§ Exercise prompt
List all lines of the data containing the word "materializing".

═════ Data for the task

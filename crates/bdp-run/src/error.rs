//! Error types for bdp-run

use bdp_core::{CoreError, FrameError};
use bdp_db::DbError;
use thiserror::Error;

/// Errors raised while materializing an asset
#[derive(Error, Debug)]
pub enum MaterializeError {
    /// R001: Query asset has nothing after its metadata
    #[error("[R001] Query asset {asset} is empty: {path}")]
    EmptyQuery { asset: String, path: String },

    /// R002: No compiled-in function for a transform asset
    #[error("[R002] Transform asset {path} must define function {table} (no transform registered for {asset})")]
    MissingTransform {
        asset: String,
        path: String,
        table: String,
    },

    /// R003: Transform function returned an error
    #[error("[R003] Transform {asset} failed ({path}): {message}")]
    TransformFailed {
        asset: String,
        path: String,
        message: String,
    },

    /// R004: Transform produced a wrongly shaped frame
    #[error("[R004] Transform {asset} returned an invalid frame ({path}): {source}")]
    InvalidFrame {
        asset: String,
        path: String,
        source: FrameError,
    },

    /// R005: Script interpreter could not be started
    #[error("[R005] Failed to run '{interpreter}' for {path}: {source}")]
    ScriptSpawn {
        path: String,
        interpreter: String,
        source: std::io::Error,
    },

    /// R006: Script exited with a non-zero status
    #[error("[R006] Script {path} failed (exit {exit_code}):\n{stderr}")]
    ScriptFailed {
        asset: String,
        path: String,
        exit_code: i32,
        stderr: String,
    },

    /// R007: Script finished without creating its table
    #[error("[R007] Asset {path} did not create {table}")]
    TableNotCreated { path: String, table: String },

    /// R008: Database operation failed for an asset
    #[error("[R008] Database error while materializing {asset} ({path}): {source}")]
    Database {
        asset: String,
        path: String,
        source: DbError,
    },

    /// Discovery, graph, or selection error raised while planning
    #[error(transparent)]
    Core(#[from] CoreError),
}

/// Result type alias for MaterializeError
pub type MaterializeResult<T> = Result<T, MaterializeError>;
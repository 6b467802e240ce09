//! bdp-core - Core library for bdp
//!
//! Asset discovery from annotated files, metadata parsing, dependency graph
//! validation, selection, and deterministic ordering. Everything here is
//! pure and filesystem-only; executing assets lives in `bdp-run`.

pub mod asset;
pub mod asset_name;
pub mod checks;
pub mod config;
pub mod dag;
pub mod discovery;
pub mod error;
pub mod frame;
pub mod identifier;
pub mod metadata;
pub mod project;
pub mod selection;

pub use asset::{Asset, AssetKind};
pub use asset_name::AssetName;
pub use checks::{run_checks, CheckOutcome, CheckRule};
pub use config::Config;
pub use dag::{AssetDag, DependencyMap};
pub use discovery::discover_assets;
pub use error::{CoreError, CoreResult};
pub use frame::{Column, ColumnData, Frame, FrameError, Value};
pub use identifier::is_valid_identifier;
pub use metadata::Metadata;
pub use project::{Plan, Project};
pub use selection::Selection;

══════════

§ Finished exercise
/// Errors raised while materializing an asset
    #[error("[R008] Database error while materializing {asset} ({path}): {source}")]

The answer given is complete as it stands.